- [PROBLEM DESCRIPTION]
If a line of the data contains the word "None", it is counted; report how many such lines there are and nothing else.

- [STUDY MATERIAL]
- - -

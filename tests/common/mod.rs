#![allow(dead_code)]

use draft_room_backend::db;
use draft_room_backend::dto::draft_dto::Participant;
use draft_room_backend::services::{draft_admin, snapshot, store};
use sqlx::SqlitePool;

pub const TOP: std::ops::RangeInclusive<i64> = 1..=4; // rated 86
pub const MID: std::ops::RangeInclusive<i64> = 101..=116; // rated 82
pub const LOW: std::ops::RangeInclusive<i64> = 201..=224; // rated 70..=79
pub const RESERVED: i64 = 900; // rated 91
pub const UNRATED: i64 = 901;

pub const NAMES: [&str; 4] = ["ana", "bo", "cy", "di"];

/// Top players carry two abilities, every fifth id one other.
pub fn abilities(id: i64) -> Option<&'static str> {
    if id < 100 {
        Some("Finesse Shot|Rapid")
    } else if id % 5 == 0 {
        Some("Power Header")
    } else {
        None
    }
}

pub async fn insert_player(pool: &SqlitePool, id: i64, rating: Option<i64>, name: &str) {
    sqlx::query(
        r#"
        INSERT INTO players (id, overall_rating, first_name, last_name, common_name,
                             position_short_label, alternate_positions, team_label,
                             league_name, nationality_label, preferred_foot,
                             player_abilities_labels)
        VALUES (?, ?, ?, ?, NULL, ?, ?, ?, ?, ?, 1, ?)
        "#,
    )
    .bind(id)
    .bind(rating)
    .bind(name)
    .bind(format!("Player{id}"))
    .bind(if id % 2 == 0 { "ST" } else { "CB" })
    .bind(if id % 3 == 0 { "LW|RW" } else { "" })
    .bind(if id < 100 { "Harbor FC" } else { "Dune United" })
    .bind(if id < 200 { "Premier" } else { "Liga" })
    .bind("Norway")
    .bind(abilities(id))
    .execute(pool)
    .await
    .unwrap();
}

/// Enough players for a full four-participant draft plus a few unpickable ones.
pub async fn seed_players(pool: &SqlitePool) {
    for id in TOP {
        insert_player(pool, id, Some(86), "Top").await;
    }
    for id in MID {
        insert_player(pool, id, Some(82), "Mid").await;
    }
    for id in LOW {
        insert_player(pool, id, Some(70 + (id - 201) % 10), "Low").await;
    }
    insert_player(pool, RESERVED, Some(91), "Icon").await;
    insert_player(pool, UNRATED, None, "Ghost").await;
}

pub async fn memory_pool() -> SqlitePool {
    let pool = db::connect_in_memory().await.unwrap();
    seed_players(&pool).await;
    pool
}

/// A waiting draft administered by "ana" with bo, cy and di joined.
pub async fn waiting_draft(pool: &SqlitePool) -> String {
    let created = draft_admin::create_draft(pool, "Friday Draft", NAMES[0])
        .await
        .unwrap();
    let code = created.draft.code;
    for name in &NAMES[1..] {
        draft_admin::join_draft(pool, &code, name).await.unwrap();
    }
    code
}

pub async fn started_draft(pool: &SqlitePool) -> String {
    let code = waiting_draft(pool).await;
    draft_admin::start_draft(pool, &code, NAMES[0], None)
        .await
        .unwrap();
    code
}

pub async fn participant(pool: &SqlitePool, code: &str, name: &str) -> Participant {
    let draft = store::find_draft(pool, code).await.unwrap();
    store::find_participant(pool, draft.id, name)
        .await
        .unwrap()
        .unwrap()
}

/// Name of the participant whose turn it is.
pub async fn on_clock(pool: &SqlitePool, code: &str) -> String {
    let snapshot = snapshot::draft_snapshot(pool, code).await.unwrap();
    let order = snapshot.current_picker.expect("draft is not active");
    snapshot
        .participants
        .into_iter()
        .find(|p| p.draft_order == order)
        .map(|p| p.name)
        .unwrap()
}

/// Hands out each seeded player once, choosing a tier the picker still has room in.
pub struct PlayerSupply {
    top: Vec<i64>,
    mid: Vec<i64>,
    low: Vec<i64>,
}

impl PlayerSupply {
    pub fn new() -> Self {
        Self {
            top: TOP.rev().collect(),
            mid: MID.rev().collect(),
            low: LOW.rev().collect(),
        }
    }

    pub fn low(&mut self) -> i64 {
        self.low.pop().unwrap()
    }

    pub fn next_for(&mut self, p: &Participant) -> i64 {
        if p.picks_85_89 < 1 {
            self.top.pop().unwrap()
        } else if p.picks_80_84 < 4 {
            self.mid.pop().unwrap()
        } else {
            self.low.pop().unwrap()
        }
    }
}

- - -

- [THE ANSWER]
3